EXERCISE DESCRIPTION. Go through the data below. Pull out every line that has the word "OpenAIError".
====== RECORD EXTRACTS ======
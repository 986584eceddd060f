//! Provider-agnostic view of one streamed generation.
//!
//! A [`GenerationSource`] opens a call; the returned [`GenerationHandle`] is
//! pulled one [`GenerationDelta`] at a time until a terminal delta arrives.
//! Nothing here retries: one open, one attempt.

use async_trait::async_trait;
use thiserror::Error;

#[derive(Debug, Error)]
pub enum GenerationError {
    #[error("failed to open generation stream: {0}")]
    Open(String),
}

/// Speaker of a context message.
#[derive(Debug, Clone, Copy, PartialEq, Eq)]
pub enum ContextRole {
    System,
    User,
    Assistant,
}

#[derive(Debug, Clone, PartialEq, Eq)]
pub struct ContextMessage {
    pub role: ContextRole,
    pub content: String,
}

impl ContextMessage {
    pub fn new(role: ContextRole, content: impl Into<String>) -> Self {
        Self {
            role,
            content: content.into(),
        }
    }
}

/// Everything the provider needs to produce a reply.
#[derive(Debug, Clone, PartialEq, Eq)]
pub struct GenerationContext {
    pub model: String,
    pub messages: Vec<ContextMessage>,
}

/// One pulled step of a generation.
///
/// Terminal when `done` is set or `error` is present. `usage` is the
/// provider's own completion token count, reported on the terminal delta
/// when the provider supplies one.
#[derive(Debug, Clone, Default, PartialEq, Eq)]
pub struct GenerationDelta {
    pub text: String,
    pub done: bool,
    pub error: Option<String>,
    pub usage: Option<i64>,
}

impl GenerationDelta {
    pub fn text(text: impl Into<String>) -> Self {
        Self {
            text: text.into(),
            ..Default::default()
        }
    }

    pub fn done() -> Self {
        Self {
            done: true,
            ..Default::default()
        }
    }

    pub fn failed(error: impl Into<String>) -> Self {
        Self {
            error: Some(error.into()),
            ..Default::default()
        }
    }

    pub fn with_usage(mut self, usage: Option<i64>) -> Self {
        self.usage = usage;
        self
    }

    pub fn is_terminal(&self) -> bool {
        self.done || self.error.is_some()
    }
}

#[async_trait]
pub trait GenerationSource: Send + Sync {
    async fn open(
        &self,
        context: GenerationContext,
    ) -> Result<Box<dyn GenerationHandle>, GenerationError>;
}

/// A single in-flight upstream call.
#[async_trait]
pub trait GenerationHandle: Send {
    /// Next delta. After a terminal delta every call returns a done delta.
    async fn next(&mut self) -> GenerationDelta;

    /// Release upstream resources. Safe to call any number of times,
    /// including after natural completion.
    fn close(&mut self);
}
======
====== RECORD EXTRACTS ======
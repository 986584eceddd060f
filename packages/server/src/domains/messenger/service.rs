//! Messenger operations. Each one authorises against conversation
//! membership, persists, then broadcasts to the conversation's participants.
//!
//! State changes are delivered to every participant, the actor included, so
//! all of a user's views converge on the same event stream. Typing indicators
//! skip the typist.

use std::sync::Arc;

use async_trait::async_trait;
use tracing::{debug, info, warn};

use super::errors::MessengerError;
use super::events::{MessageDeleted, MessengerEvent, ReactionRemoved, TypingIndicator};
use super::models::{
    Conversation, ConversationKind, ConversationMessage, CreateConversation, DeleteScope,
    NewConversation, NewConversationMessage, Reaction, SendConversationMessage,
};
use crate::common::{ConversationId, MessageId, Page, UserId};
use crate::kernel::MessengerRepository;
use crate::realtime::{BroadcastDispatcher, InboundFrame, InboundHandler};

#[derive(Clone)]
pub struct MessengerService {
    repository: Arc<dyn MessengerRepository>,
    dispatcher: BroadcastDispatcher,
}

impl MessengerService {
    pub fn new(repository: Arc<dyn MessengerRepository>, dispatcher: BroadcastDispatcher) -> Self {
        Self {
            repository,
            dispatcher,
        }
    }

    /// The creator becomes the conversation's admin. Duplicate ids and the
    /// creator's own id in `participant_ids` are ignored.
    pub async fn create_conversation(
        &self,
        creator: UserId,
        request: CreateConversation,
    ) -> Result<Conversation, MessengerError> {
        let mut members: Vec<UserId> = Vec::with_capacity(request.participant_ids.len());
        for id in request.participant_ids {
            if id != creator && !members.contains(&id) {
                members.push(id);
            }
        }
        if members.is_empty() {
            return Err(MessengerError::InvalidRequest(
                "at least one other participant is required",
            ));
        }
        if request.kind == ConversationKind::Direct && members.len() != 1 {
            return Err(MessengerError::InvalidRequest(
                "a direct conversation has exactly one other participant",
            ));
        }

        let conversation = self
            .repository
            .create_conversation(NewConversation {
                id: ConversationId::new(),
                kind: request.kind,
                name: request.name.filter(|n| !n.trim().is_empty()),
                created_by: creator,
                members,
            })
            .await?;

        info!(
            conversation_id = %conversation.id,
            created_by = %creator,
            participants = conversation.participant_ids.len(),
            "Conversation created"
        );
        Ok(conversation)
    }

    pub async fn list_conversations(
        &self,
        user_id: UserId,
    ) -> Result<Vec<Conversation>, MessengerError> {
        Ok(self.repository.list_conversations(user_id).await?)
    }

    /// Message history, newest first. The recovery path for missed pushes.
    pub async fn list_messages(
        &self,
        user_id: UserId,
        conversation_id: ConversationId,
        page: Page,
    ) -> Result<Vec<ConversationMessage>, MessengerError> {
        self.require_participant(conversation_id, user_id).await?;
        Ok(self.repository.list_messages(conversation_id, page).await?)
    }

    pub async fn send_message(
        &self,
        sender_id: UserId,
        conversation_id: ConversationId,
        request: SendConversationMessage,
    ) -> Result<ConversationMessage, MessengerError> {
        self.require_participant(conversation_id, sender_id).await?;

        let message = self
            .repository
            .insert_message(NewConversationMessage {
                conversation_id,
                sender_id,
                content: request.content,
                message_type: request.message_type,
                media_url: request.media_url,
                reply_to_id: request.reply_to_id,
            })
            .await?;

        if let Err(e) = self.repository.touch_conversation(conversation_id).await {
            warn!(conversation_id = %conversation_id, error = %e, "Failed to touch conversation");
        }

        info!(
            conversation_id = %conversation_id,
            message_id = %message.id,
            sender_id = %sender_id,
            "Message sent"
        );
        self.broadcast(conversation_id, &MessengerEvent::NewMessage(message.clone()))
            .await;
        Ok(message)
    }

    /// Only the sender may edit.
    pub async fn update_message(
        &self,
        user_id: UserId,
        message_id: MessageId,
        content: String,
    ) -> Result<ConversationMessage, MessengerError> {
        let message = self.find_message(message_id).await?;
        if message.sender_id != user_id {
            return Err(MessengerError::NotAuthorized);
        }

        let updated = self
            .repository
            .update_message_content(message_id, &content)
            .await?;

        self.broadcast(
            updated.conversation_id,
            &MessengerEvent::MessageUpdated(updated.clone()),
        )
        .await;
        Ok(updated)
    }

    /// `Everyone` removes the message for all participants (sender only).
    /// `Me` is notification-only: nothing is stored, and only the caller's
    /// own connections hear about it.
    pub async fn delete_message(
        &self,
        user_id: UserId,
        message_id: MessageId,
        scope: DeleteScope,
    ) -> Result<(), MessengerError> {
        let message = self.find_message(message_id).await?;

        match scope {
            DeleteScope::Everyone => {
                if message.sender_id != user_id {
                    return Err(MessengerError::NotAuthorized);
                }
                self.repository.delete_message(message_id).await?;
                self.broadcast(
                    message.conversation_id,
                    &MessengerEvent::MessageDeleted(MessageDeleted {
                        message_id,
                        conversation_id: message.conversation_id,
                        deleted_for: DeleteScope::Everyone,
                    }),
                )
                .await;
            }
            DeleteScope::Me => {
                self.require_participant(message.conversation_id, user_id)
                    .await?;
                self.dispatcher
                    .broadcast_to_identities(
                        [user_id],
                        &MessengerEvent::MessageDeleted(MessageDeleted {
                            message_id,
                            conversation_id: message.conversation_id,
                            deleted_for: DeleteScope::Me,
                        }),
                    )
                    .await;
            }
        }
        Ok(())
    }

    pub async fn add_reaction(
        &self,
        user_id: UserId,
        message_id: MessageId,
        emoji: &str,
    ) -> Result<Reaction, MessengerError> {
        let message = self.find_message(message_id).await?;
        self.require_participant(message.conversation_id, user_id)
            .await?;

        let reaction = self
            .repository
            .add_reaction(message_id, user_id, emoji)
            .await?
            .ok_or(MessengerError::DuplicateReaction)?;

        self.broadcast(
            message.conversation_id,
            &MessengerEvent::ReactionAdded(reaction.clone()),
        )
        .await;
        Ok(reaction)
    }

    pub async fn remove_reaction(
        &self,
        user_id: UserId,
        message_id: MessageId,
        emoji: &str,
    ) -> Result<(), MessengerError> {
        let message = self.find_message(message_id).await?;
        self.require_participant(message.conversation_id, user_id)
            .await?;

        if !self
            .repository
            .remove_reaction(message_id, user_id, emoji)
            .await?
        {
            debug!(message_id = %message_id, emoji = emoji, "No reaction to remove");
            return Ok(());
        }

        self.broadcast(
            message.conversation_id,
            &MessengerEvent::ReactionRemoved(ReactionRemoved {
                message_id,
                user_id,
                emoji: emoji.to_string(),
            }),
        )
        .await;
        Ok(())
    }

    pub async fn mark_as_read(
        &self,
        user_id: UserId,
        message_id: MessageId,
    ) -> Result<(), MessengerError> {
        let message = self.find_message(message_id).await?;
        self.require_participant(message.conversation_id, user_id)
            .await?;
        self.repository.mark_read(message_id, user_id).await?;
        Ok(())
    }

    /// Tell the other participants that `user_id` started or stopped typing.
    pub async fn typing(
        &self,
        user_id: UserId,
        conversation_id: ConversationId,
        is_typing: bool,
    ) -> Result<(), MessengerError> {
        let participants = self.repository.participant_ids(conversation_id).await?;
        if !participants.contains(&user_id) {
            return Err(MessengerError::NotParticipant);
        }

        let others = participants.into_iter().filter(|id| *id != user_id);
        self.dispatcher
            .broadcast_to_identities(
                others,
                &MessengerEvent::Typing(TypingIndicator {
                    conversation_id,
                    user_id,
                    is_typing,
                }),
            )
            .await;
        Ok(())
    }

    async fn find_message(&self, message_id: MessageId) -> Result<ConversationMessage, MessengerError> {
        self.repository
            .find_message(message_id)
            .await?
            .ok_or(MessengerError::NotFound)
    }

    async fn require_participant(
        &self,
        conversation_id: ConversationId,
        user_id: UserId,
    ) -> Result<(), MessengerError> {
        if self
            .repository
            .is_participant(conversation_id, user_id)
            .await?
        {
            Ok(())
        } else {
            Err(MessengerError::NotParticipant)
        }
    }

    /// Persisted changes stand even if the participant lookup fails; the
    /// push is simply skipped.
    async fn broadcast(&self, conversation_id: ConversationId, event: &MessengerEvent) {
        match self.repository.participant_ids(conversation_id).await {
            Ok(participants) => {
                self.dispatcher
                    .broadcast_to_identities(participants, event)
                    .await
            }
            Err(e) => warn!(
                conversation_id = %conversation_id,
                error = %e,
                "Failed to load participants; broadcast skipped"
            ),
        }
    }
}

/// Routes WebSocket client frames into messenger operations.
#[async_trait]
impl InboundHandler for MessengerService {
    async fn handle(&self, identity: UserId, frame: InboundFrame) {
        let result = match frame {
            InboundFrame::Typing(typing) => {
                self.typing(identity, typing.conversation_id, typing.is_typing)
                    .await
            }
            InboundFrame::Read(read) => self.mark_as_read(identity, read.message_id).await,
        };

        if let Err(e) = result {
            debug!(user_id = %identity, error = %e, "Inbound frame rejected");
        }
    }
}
======
====== RECORD EXTRACTS ======
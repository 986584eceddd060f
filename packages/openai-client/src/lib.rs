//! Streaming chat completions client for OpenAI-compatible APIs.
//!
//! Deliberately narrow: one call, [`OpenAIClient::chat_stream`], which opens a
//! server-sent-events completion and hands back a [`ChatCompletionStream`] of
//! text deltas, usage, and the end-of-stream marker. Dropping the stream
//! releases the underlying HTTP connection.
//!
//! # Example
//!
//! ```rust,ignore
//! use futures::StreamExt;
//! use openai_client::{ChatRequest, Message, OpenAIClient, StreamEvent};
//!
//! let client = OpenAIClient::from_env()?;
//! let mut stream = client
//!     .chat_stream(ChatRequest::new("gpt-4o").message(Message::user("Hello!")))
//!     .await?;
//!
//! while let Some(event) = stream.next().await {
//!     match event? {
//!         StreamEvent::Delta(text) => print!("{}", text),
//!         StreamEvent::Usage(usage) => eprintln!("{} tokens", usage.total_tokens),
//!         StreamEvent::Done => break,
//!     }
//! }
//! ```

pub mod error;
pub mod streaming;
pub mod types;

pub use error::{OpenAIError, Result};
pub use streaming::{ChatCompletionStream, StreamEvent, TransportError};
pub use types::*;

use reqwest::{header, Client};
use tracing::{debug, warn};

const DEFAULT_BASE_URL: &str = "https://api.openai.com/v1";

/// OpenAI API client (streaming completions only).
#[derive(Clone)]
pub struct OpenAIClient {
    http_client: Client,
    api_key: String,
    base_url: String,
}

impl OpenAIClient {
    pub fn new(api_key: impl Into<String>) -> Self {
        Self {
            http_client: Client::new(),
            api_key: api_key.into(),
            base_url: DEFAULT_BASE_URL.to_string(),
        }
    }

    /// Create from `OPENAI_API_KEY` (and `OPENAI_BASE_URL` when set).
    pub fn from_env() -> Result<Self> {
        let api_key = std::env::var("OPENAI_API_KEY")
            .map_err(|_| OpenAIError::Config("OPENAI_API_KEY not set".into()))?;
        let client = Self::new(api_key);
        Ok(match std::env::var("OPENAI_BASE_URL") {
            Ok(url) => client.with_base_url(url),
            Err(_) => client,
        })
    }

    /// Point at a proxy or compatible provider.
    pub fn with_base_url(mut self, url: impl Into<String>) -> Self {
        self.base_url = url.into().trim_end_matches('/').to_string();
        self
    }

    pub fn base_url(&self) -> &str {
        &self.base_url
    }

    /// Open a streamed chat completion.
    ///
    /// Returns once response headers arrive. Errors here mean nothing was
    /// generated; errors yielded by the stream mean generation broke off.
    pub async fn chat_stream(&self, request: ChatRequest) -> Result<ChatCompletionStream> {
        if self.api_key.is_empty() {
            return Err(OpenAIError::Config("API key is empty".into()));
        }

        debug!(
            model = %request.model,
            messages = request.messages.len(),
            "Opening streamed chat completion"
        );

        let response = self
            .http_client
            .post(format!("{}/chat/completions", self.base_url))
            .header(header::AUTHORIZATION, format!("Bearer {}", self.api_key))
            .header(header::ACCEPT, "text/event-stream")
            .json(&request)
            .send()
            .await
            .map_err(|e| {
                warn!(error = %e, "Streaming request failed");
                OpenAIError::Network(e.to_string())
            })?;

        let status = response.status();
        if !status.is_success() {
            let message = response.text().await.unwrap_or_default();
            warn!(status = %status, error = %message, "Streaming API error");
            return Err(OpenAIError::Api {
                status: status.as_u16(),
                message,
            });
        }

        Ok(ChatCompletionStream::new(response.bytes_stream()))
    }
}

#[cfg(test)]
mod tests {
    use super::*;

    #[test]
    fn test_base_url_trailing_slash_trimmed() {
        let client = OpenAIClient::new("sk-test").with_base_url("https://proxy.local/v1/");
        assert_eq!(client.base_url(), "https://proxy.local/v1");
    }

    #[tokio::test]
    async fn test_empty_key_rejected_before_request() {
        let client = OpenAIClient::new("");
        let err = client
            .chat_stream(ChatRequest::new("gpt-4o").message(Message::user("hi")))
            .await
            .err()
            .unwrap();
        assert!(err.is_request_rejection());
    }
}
======
YOUR RESPONSE.
pub use error::{OpenAIError, Result};
            .map_err(|_| OpenAIError::Config("OPENAI_API_KEY not set".into()))?;
            return Err(OpenAIError::Config("API key is empty".into()));
                OpenAIError::Network(e.to_string())
            return Err(OpenAIError::Api {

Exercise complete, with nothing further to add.